Even as communities around the Mandur landfill continued to keep vigil preventing vehicles dumping waste there, Bruhat Bangalore Mahanagara Palike (BBMP) Commissioner Rajneesh Goel and senior officials went into a huddle for the most part of Thursday trying to find a solution to the impasse.

A meeting will also be held under the chairmanship of Chief Minister Jagadish Shettar on Friday.

With Mandur out of bounds for garbage trucks, nearly 2,000 tonnes of waste is accumulating on city roads each day. With problems persisting at the landfill for the past three to four days, BBMP officials conceded that more than 6,000 tonnes of waste was rotting on the city’s streets, particularly in the core zones.

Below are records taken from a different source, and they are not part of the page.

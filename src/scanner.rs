use std::panic::AssertUnwindSafe;
use std::pin::Pin;
use std::time::Duration;

use btleplug::api::{
    AddressType, Central as _, CentralEvent, Peripheral as _, PeripheralProperties, ScanFilter,
};
use futures::{Stream, StreamExt as _};
use log::{debug, error, info, warn};
use tokio::time::{Interval, MissedTickBehavior};

use crate::advertisement::{
    AD_MANUFACTURER, AD_NAME_COMPLETE, AD_SERVICES_16_COMPLETE, push_record,
};
use crate::clock::Clock;
use crate::config::{self, ScanConfig};
use crate::messages::{AddressKind, ScanResult};
use crate::proximity::ProximityTracker;

/// xxxx0000-0000-1000-8000-00805f9b34fb with the 16-bit id masked out
const BLE_BASE_UUID: u128 = 0x0000_0000_0000_1000_8000_0080_5F9B_34FB;

#[derive(Debug, Clone)]
pub struct ScanParams {
    pub duration: Duration,
    pub interval_us: u32,
    pub window_us: u32,
    pub active: bool,
    /// Idle gap between scans, and the period of timeout polls.
    pub yield_period: Duration,
}

impl ScanParams {
    pub fn from_config(config: &ScanConfig) -> Self {
        ScanParams {
            duration: Duration::from_millis(
                config
                    .duration_ms
                    .unwrap_or(config::DEFAULT_SCAN_DURATION_MS),
            ),
            interval_us: config
                .interval_us
                .unwrap_or(config::DEFAULT_SCAN_INTERVAL_US),
            window_us: config.window_us.unwrap_or(config::DEFAULT_SCAN_WINDOW_US),
            active: config.active.unwrap_or(true),
            yield_period: Duration::from_millis(
                config.yield_ms.unwrap_or(config::DEFAULT_SCAN_YIELD_MS),
            ),
        }
    }

    /// How long each scan stays on before it is stopped for the yield.
    pub fn active_window(&self) -> Duration {
        self.duration.saturating_sub(self.yield_period)
    }
}

pub type ScanResults = Pin<Box<dyn Stream<Item = ScanResult> + Send>>;

/// The radio's scan primitive. A scan is started, left running for a bounded
/// window, then stopped before the next one is issued.
pub trait Radio {
    async fn results(&self) -> anyhow::Result<ScanResults>;
    async fn start_scan(&self, params: &ScanParams) -> anyhow::Result<()>;
    async fn stop_scan(&self) -> anyhow::Result<()>;
}

pub struct Scanner<R, C> {
    radio: R,
    tracker: ProximityTracker<C>,
    params: ScanParams,
}

impl<R: Radio, C: Clock> Scanner<R, C> {
    pub fn new(radio: R, tracker: ProximityTracker<C>, params: ScanParams) -> Self {
        Scanner {
            radio,
            tracker,
            params,
        }
    }

    /// Runs scan cycles back to back: start, scan for the active window, stop,
    /// then yield. A new scan is issued every `duration`. Results and timeout
    /// polls are handled throughout. Returns when the radio stops delivering
    /// results.
    pub async fn run(mut self) -> anyhow::Result<()> {
        let mut results = self.radio.results().await?;
        let mut poll = tokio::time::interval(self.params.yield_period);
        poll.set_missed_tick_behavior(MissedTickBehavior::Skip);
        let active = self.params.active_window();
        let yield_period = self.params.yield_period;

        info!(target: "scanner", "Scanning for BLE devices: {:?}", self.params);
        loop {
            if let Err(err) = self.radio.start_scan(&self.params).await {
                warn!(target: "scanner", "Could not start scan, retrying next cycle: {:?}", err);
            }
            if !self.pump(&mut results, &mut poll, active).await {
                break;
            }
            if let Err(err) = self.radio.stop_scan().await {
                warn!(target: "scanner", "Could not stop scan: {:?}", err);
            }
            self.on_scan_complete();
            if !self.pump(&mut results, &mut poll, yield_period).await {
                break;
            }
        }
        info!(target: "scanner", "No more scan results");
        Ok(())
    }

    /// Handles results and timeout polls until `span` has passed. False once the
    /// result stream has ended.
    async fn pump(
        &mut self,
        results: &mut ScanResults,
        poll: &mut Interval,
        span: Duration,
    ) -> bool {
        let mut deadline = std::pin::pin!(tokio::time::sleep(span));
        loop {
            tokio::select! {
                biased;
                _ = &mut deadline => return true,
                _ = poll.tick() => {
                    self.tracker.poll();
                }
                result = results.next() => match result {
                    Some(result) => self.handle(&result),
                    None => return false,
                }
            }
        }
    }

    fn on_scan_complete(&mut self) {
        debug!(target: "scanner", "Scan cycle complete");
        self.tracker.poll();
    }

    fn handle(&mut self, result: &ScanResult) {
        let tracker = &mut self.tracker;
        if std::panic::catch_unwind(AssertUnwindSafe(|| tracker.on_scan_result(result))).is_err() {
            error!(
                target: "scanner",
                "Dropped advertisement from {} after a panic",
                result.address_string()
            );
        }
    }
}

pub struct BtleRadio {
    adapter: btleplug::platform::Adapter,
}

impl BtleRadio {
    pub fn new(adapter: btleplug::platform::Adapter) -> Self {
        BtleRadio { adapter }
    }
}

impl Radio for BtleRadio {
    async fn results(&self) -> anyhow::Result<ScanResults> {
        let events = self.adapter.events().await?;
        let adapter = self.adapter.clone();
        let results = events.filter_map(move |event| {
            let adapter = adapter.clone();
            async move {
                let id = match event {
                    CentralEvent::DeviceDiscovered(id)
                    | CentralEvent::DeviceUpdated(id)
                    | CentralEvent::ManufacturerDataAdvertisement { id, .. } => id,
                    _ => return None,
                };
                let peripheral = adapter.peripheral(&id).await.ok()?;
                let properties = peripheral.properties().await.ok()??;
                scan_result(&properties)
            }
        });
        Ok(Box::pin(results))
    }

    async fn start_scan(&self, params: &ScanParams) -> anyhow::Result<()> {
        // BlueZ picks its own interval and window; only the re-issue cadence is ours.
        debug!(
            target: "scanner",
            "Issuing scan for {:?} (interval {}us, window {}us, active {})",
            params.active_window(),
            params.interval_us,
            params.window_us,
            params.active
        );
        self.adapter.start_scan(ScanFilter::default()).await?;
        Ok(())
    }

    async fn stop_scan(&self) -> anyhow::Result<()> {
        self.adapter.stop_scan().await?;
        Ok(())
    }
}

/// BlueZ hands over parsed properties rather than raw advertising data, so
/// rebuild the records the tracker expects. Results without RSSI are dropped.
fn scan_result(properties: &PeripheralProperties) -> Option<ScanResult> {
    let rssi = properties.rssi?;
    let mut payload = Vec::new();
    if let Some(name) = &properties.local_name {
        push_record(&mut payload, AD_NAME_COMPLETE, name.as_bytes());
    }
    for (company_id, data) in &properties.manufacturer_data {
        let mut value = company_id.to_le_bytes().to_vec();
        value.extend_from_slice(data);
        push_record(&mut payload, AD_MANUFACTURER, &value);
    }
    let services = properties
        .services
        .iter()
        .filter_map(|uuid| short_service_id(uuid.as_u128()))
        .flat_map(u16::to_le_bytes)
        .collect::<Vec<_>>();
    if !services.is_empty() {
        push_record(&mut payload, AD_SERVICES_16_COMPLETE, &services);
    }

    Some(ScanResult {
        address: properties.address.into_inner(),
        address_kind: match properties.address_type {
            Some(AddressType::Public) => AddressKind::Public,
            Some(AddressType::Random) => AddressKind::Random,
            None => AddressKind::Unknown,
        },
        rssi,
        payload,
    })
}

fn short_service_id(uuid: u128) -> Option<u16> {
    if uuid & !(0xFFFF_FFFF_u128 << 96) == BLE_BASE_UUID && uuid >> 112 == 0 {
        Some((uuid >> 96) as u16)
    } else {
        None
    }
}

#[cfg(test)]
mod tests {
    use std::collections::HashMap;
    use std::sync::Mutex;
    use std::sync::atomic::{AtomicBool, AtomicUsize, Ordering};

    use btleplug::api::BDAddr;
    use btleplug::api::bleuuid::uuid_from_u16;

    use super::*;
    use crate::advertisement;
    use crate::config::ProximityConfig;
    use crate::testing::ManualClock;

    /// Behaves like BlueZ: starting a scan while one is running fails.
    #[derive(Default)]
    struct FakeRadio {
        results: Mutex<Vec<ScanResult>>,
        hold_open: bool,
        discovering: AtomicBool,
        starts: AtomicUsize,
        stops: AtomicUsize,
        busy: AtomicUsize,
    }

    impl FakeRadio {
        fn with_results(results: Vec<ScanResult>) -> Self {
            FakeRadio {
                results: Mutex::new(results),
                ..Default::default()
            }
        }
    }

    impl Radio for &FakeRadio {
        async fn results(&self) -> anyhow::Result<ScanResults> {
            let results = std::mem::take(&mut *self.results.lock().unwrap());
            let results = futures::stream::iter(results);
            if self.hold_open {
                Ok(Box::pin(results.chain(futures::stream::pending())))
            } else {
                Ok(Box::pin(results))
            }
        }

        async fn start_scan(&self, _params: &ScanParams) -> anyhow::Result<()> {
            self.starts.fetch_add(1, Ordering::SeqCst);
            if self.discovering.swap(true, Ordering::SeqCst) {
                self.busy.fetch_add(1, Ordering::SeqCst);
                anyhow::bail!("org.bluez.Error.InProgress");
            }
            Ok(())
        }

        async fn stop_scan(&self) -> anyhow::Result<()> {
            self.stops.fetch_add(1, Ordering::SeqCst);
            self.discovering.store(false, Ordering::SeqCst);
            Ok(())
        }
    }

    fn phone(rssi: i16) -> PeripheralProperties {
        PeripheralProperties {
            address: BDAddr::from([0x11, 0x22, 0x33, 0x44, 0x55, 0x66]),
            address_type: Some(AddressType::Random),
            local_name: Some("phone".to_string()),
            rssi: Some(rssi),
            manufacturer_data: HashMap::from([(0x004C, vec![0x10, 0x05])]),
            services: vec![uuid_from_u16(0x180F)],
            ..Default::default()
        }
    }

    fn params() -> ScanParams {
        ScanParams::from_config(&ScanConfig::default())
    }

    #[test]
    fn test_scan_result_from_properties() {
        let result = scan_result(&phone(-30)).unwrap();
        assert_eq!(result.address, [0x11, 0x22, 0x33, 0x44, 0x55, 0x66]);
        assert_eq!(result.address_kind, AddressKind::Random);
        assert_eq!(result.rssi, -30);

        let parsed = advertisement::parse(&result.payload);
        assert_eq!(parsed.name, Some("phone"));
        assert!(parsed.has_company_id(0x004C));
        assert_eq!(parsed.manufacturer, Some(&[0x4C, 0x00, 0x10, 0x05][..]));
        assert_eq!(parsed.service_ids().collect::<Vec<_>>(), vec![0x180F]);
    }

    #[test]
    fn test_result_without_rssi_is_dropped() {
        let mut properties = phone(-30);
        properties.rssi = None;
        assert!(scan_result(&properties).is_none());
    }

    #[test]
    fn test_short_service_id() {
        assert_eq!(short_service_id(uuid_from_u16(0xFE9F).as_u128()), Some(0xFE9F));
        assert_eq!(
            short_service_id(0x6E40_0001_B5A3_F393_E0A9_E50E_24DC_CA9E),
            None
        );
    }

    #[test]
    fn test_scan_params_defaults() {
        let params = params();
        assert_eq!(params.duration, Duration::from_millis(1000));
        assert_eq!(params.interval_us, 30_000);
        assert_eq!(params.window_us, 30_000);
        assert!(params.active);
        assert_eq!(params.yield_period, Duration::from_millis(100));
    }

    #[test]
    fn test_active_window_leaves_room_for_yield() {
        assert_eq!(params().active_window(), Duration::from_millis(900));
    }

    #[tokio::test]
    async fn test_run_feeds_tracker_until_results_end() {
        let radio = FakeRadio::with_results(vec![
            scan_result(&phone(-60)).unwrap(),
            scan_result(&phone(-30)).unwrap(),
        ]);
        // Someone else left discovery running.
        radio.discovering.store(true, Ordering::SeqCst);
        let tracker = ProximityTracker::new(ManualClock::new(0), &ProximityConfig::default());
        let handle = tracker.handle();

        Scanner::new(&radio, tracker, params()).run().await.unwrap();
        assert!(handle.is_tracking());
        assert_eq!(radio.starts.load(Ordering::SeqCst), 1);
        assert_eq!(radio.busy.load(Ordering::SeqCst), 1);
    }

    #[tokio::test(start_paused = true)]
    async fn test_cycles_stop_before_reissue_and_decay_while_running() {
        let radio = FakeRadio {
            hold_open: true,
            ..FakeRadio::with_results(vec![scan_result(&phone(-30)).unwrap()])
        };
        let clock = ManualClock::new(0);
        let tracker = ProximityTracker::new(clock.clone(), &ProximityConfig::default());
        let handle = tracker.handle();
        let params = ScanParams {
            duration: Duration::from_millis(20),
            yield_period: Duration::from_millis(5),
            ..params()
        };

        let run = tokio::time::timeout(
            Duration::from_millis(200),
            Scanner::new(&radio, tracker, params).run(),
        );
        let observe = async {
            tokio::time::sleep(Duration::from_millis(50)).await;
            let tracked = handle.is_tracking();
            clock.advance(6_000);
            tokio::time::sleep(Duration::from_millis(50)).await;
            tracked
        };
        let (run, tracked) = tokio::join!(run, observe);

        assert!(run.is_err(), "scanner exited while results were still open");
        assert!(tracked);
        assert!(!handle.is_tracking());
        let starts = radio.starts.load(Ordering::SeqCst);
        let stops = radio.stops.load(Ordering::SeqCst);
        assert!(starts >= 5, "only {starts} scans issued");
        assert_eq!(radio.busy.load(Ordering::SeqCst), 0);
        assert!(stops == starts || stops + 1 == starts);
    }

    #[tokio::test]
    async fn test_panicking_listener_does_not_stop_the_loop() {
        let radio = FakeRadio::with_results(vec![
            scan_result(&phone(-30)).unwrap(),
            scan_result(&phone(-20)).unwrap(),
        ]);
        let tracker = ProximityTracker::new(ManualClock::new(0), &ProximityConfig::default())
            .on_tracking_started(|| panic!("listener failed"));
        let handle = tracker.handle();

        // Both results are consumed and the loop reaches the end of the stream.
        Scanner::new(&radio, tracker, params()).run().await.unwrap();
        assert!(handle.is_tracking());
        assert_eq!(radio.starts.load(Ordering::SeqCst), 1);
    }
}
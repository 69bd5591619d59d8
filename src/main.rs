use std::path::PathBuf;
use std::time::Duration;

use anyhow::Context as _;
use btleplug::api::Manager as _;
use btleplug::platform::{Adapter, Manager};
use clap::Parser;
use log::{LevelFilter, info, warn};
use rppal::gpio::Gpio;

use crate::clock::MonotonicClock;
use crate::config::AppConfig;
use crate::controller::CoverController;
use crate::cover::CoverEngine;
use crate::gateway::HomeAssistant;
use crate::gpio::Indicator;
use crate::messages::ButtonTag;
use crate::proximity::ProximityTracker;
use crate::scanner::{BtleRadio, ScanParams, Scanner};

mod advertisement;
mod clock;
mod config;
mod controller;
mod cover;
mod dispatch;
mod gateway;
mod gpio;
mod manager;
mod messages;
mod proximity;
mod scanner;
#[cfg(test)]
mod testing;

const STARTUP_RETRY_MIN: Duration = Duration::from_secs(1);
const STARTUP_RETRY_MAX: Duration = Duration::from_secs(30);

/// Garage cover button controller gated on Bluetooth proximity
#[derive(Parser, Debug)]
#[command(version, about)]
struct Args {
    /// Path to the TOML configuration file
    #[arg(short, long, default_value = "config.toml")]
    config: PathBuf,
}

#[tokio::main]
async fn main() -> anyhow::Result<()> {
    let args = Args::parse();
    let config = AppConfig::load(&args.config)?;
    init_logging(config.log_level);
    info!(target: "main", "Start, cover policy {:?}", config.cover_policy());

    let clock = MonotonicClock::new();
    let gpio = Gpio::new().context("opening GPIO")?;
    let pins = &config.pins;
    let buttons = config.buttons.clone().unwrap_or_default();

    // Interrupts stay registered while these pins are held.
    let (edges, queue) = dispatch::deferred_queue(
        buttons
            .queue_depth
            .unwrap_or(config::DEFAULT_QUEUE_DEPTH),
    );
    let mut watched = vec![gpio::watch_button(
        &gpio,
        pins.outdoor_button,
        ButtonTag::OutdoorCover,
        edges.clone(),
    )?];
    if let Some(pin) = pins.indoor_button {
        watched.push(gpio::watch_button(&gpio, pin, ButtonTag::IndoorCover, edges.clone())?);
    }
    if let Some(pin) = pins.lock_button {
        watched.push(gpio::watch_button(&gpio, pin, ButtonTag::Lock, edges.clone())?);
    }
    drop(edges);

    let mut tracker = ProximityTracker::new(clock, &config.proximity.clone().unwrap_or_default())
        .on_tracking_started(|| info!(target: "main", "Peer arrived, opening is allowed"))
        .on_tracking_ended(|| info!(target: "main", "Peer gone, opening is blocked"));
    if let Some(pin) = pins.tracking_led {
        tracker = tracker.with_indicator(gpio::output(&gpio, pin)?);
    }

    let engine = CoverEngine::new(
        config.cover_policy(),
        config.remote.as_ref().map(HomeAssistant::new),
        config
            .remote
            .as_ref()
            .map(|r| r.entity_id.clone())
            .unwrap_or_default(),
        gpio::output(&gpio, pins.cover_led)?,
        tracker.handle(),
    );
    let mut controller = CoverController::new(
        clock,
        engine,
        buttons.debounce_ms.unwrap_or(config::DEFAULT_DEBOUNCE_MS),
    );
    if pins.lock_button.is_some() {
        let lock_led = match pins.lock_led {
            Some(pin) => Some(Box::new(gpio::output(&gpio, pin)?) as Box<dyn Indicator + Send>),
            None => None,
        };
        controller = controller.with_lock(lock_led);
    }

    let central = retry_startup("Bluetooth adapter", first_adapter).await;
    let scanner = Scanner::new(
        BtleRadio::new(central),
        tracker,
        ScanParams::from_config(&config.scan.clone().unwrap_or_default()),
    );

    let mut run_led = pins.run_led.map(|pin| gpio::output(&gpio, pin)).transpose()?;
    if let Some(led) = run_led.as_mut() {
        led.set(true);
    }

    let core = manager::Manager::new(scanner, queue, controller);
    let result = core.run_loop().await;
    drop(watched);
    result
}

/// Repeats a startup step until it succeeds, backing off between attempts.
async fn retry_startup<T, F, Fut>(what: &str, mut attempt: F) -> T
where
    F: FnMut() -> Fut,
    Fut: Future<Output = anyhow::Result<T>>,
{
    let mut delay = STARTUP_RETRY_MIN;
    loop {
        match attempt().await {
            Ok(value) => return value,
            Err(err) => {
                warn!(target: "main", "{} not ready, retrying in {:?}: {:?}", what, delay, err);
                tokio::time::sleep(delay).await;
                delay = (delay * 2).min(STARTUP_RETRY_MAX);
            }
        }
    }
}

async fn first_adapter() -> anyhow::Result<Adapter> {
    let bt_manager = Manager::new().await?;

    // get the first bluetooth adapter
    let adapters = bt_manager.adapters().await?;
    adapters
        .into_iter()
        .next()
        .context("no bluetooth adapter found")
}

fn init_logging(level: Option<LevelFilter>) {
    let mut builder = pretty_env_logger::formatted_builder();
    builder.filter_level(level.unwrap_or(LevelFilter::Info));
    if let Ok(filters) = std::env::var("RUST_LOG") {
        builder.parse_filters(&filters);
    }
    builder.init();
}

Sridhar M.A., a Mandur resident and a farmer, said nearly 200 members of his community were keeping vigil at the landfill. “We will not allow any lorry to come and dump garbage. On Wednesday, we sent back over 200 trucks. No vehicle or Minister or official came on Thursday.”

Secret location

Sources said the BBMP has already written to the Karnataka State Pollution Control Board (KSPCB) seeking permission to dump garbage from the city on the 212 acres of land handed over to the civic authority by the Bangalore Metropolitan Transport Corporation. “Only garbage from the core zones will be dumped there. The location will not be announced as we don’t want any trouble from those living around these areas,” a senior official told The Hindu.

Officials said Commissioner Goel had deputed more officials to monitor the garbage crisis. “We are confident the issue will be sorted out on Friday.”

Israel method

Meanwhile, working towards ending the problems at Mandur, Mr. Goel said the 10 lakh tonnes of accumulated waste would be treated using the ‘Israel method’ and the garbage would be sprayed with concentrated solutions to prevent stench. The BBMP would convince the communities to allow a minimum of 220 trucks to dump waste there.

Officials had been instructed to set up decentralised segregation and waste processing facilities in around 400 acres in and around the city, as dump yards are not allowed under the Municipal Solid Waste Rules 2000.